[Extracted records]

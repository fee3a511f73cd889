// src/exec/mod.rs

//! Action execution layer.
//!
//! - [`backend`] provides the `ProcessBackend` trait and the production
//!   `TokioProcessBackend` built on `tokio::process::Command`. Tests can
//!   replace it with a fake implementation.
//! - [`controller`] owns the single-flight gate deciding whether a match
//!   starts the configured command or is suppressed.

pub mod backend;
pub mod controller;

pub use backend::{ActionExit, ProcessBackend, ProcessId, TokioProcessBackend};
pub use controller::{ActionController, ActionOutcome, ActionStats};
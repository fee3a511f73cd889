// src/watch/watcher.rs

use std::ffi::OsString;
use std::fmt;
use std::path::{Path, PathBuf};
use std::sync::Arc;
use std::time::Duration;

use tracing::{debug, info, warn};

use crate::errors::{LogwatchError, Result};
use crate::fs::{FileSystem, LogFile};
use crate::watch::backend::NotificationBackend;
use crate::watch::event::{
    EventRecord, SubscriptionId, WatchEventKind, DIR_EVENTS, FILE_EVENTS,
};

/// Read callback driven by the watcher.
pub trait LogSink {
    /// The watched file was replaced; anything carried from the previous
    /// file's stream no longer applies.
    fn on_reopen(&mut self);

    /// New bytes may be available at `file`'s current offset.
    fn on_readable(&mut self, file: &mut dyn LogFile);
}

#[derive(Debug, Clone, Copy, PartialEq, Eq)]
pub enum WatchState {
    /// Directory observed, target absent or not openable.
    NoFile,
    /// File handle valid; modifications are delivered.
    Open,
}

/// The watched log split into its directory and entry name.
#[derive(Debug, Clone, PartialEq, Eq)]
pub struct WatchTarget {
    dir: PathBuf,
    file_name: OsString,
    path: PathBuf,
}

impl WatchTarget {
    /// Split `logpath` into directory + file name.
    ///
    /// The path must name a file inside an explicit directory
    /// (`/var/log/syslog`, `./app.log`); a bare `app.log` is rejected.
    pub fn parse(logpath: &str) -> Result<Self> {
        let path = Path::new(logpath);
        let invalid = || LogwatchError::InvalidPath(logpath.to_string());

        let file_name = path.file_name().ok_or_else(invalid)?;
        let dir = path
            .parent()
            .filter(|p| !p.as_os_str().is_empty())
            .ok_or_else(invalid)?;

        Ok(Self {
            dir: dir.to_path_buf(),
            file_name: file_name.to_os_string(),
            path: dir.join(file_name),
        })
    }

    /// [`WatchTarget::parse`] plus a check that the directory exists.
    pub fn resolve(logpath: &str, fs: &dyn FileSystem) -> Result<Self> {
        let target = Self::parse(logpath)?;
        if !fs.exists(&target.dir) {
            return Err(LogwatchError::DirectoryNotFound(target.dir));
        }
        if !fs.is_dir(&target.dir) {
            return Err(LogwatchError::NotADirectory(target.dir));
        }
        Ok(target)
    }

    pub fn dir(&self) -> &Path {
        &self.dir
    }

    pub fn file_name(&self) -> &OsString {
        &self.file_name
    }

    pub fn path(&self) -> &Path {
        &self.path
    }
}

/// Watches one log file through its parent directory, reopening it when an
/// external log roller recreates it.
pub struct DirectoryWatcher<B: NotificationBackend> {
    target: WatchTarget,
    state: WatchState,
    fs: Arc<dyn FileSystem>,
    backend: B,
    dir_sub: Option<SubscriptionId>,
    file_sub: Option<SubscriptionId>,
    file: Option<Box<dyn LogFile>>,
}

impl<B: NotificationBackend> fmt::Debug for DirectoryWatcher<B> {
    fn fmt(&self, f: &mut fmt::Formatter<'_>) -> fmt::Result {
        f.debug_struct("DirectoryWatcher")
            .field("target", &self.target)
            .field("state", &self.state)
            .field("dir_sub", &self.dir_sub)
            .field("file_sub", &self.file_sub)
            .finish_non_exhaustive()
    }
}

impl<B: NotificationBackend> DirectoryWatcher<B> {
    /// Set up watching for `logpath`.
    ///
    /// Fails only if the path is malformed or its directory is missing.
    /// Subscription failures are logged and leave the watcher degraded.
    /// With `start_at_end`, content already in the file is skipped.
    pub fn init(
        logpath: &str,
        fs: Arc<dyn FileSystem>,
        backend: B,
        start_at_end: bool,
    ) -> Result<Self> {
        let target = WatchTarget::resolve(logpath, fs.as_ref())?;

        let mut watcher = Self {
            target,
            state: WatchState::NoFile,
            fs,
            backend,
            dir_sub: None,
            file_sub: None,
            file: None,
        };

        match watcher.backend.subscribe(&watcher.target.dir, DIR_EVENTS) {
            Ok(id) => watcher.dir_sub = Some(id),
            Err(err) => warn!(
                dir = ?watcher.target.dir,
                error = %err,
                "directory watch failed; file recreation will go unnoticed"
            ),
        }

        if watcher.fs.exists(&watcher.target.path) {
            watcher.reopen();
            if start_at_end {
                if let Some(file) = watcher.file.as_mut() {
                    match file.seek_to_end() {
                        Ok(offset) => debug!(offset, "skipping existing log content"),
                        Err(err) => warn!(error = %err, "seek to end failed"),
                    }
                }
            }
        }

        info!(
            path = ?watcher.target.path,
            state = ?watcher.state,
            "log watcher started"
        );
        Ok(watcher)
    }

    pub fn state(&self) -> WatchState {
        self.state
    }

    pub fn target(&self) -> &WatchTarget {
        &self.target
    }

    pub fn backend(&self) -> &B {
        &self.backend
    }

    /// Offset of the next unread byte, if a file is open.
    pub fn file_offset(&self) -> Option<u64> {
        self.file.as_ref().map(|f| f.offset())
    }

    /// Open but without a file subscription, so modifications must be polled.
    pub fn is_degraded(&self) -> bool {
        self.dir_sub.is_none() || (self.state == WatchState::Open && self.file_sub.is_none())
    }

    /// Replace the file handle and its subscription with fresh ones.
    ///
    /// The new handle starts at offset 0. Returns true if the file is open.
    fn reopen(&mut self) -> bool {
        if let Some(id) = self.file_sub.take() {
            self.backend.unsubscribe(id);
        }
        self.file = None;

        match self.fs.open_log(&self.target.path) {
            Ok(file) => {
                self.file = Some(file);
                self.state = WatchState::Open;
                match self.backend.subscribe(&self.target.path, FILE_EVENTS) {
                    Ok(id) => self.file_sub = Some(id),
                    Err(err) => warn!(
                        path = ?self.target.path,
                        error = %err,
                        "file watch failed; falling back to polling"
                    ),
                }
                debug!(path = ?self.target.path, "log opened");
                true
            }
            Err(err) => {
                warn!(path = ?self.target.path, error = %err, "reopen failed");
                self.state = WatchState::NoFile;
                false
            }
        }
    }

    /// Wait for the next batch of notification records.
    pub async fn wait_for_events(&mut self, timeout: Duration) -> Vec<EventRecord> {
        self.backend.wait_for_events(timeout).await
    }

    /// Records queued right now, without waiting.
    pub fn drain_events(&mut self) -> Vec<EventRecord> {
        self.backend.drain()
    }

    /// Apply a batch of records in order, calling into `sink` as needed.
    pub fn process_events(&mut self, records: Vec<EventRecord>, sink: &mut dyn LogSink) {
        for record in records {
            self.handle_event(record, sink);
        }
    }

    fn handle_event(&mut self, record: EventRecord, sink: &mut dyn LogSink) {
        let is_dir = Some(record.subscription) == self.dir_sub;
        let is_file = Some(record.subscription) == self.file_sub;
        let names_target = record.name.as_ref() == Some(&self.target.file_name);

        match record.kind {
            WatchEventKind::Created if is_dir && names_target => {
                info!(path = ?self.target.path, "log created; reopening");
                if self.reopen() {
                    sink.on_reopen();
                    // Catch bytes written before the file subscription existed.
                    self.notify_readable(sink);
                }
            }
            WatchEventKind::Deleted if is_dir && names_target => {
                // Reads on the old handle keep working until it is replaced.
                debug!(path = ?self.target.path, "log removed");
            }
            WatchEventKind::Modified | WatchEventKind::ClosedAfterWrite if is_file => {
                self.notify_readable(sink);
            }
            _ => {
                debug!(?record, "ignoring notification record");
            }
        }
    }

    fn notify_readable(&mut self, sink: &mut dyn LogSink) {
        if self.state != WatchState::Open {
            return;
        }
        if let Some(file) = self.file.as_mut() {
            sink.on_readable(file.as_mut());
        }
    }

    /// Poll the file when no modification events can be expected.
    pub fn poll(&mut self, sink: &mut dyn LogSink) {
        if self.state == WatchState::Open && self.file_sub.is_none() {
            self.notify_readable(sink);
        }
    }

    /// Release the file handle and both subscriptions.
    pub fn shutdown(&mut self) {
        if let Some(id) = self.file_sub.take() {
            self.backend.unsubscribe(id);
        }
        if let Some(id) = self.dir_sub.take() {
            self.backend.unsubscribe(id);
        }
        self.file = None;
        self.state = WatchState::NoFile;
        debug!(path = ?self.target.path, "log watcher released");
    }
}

## Exercise aim
Exactly the lines from the start of the entries through the one bearing "whether a match" are to be output, with both ends included.

## Exercise solution
repository fee3a511f73cd889
// src/exec/mod.rs

//! Action execution layer.
//!
//! - [`backend`] provides the `ProcessBackend` trait and the production
//!   `TokioProcessBackend` built on `tokio::process::Command`. Tests can
//!   replace it with a fake implementation.
//! - [`controller`] owns the single-flight gate deciding whether a match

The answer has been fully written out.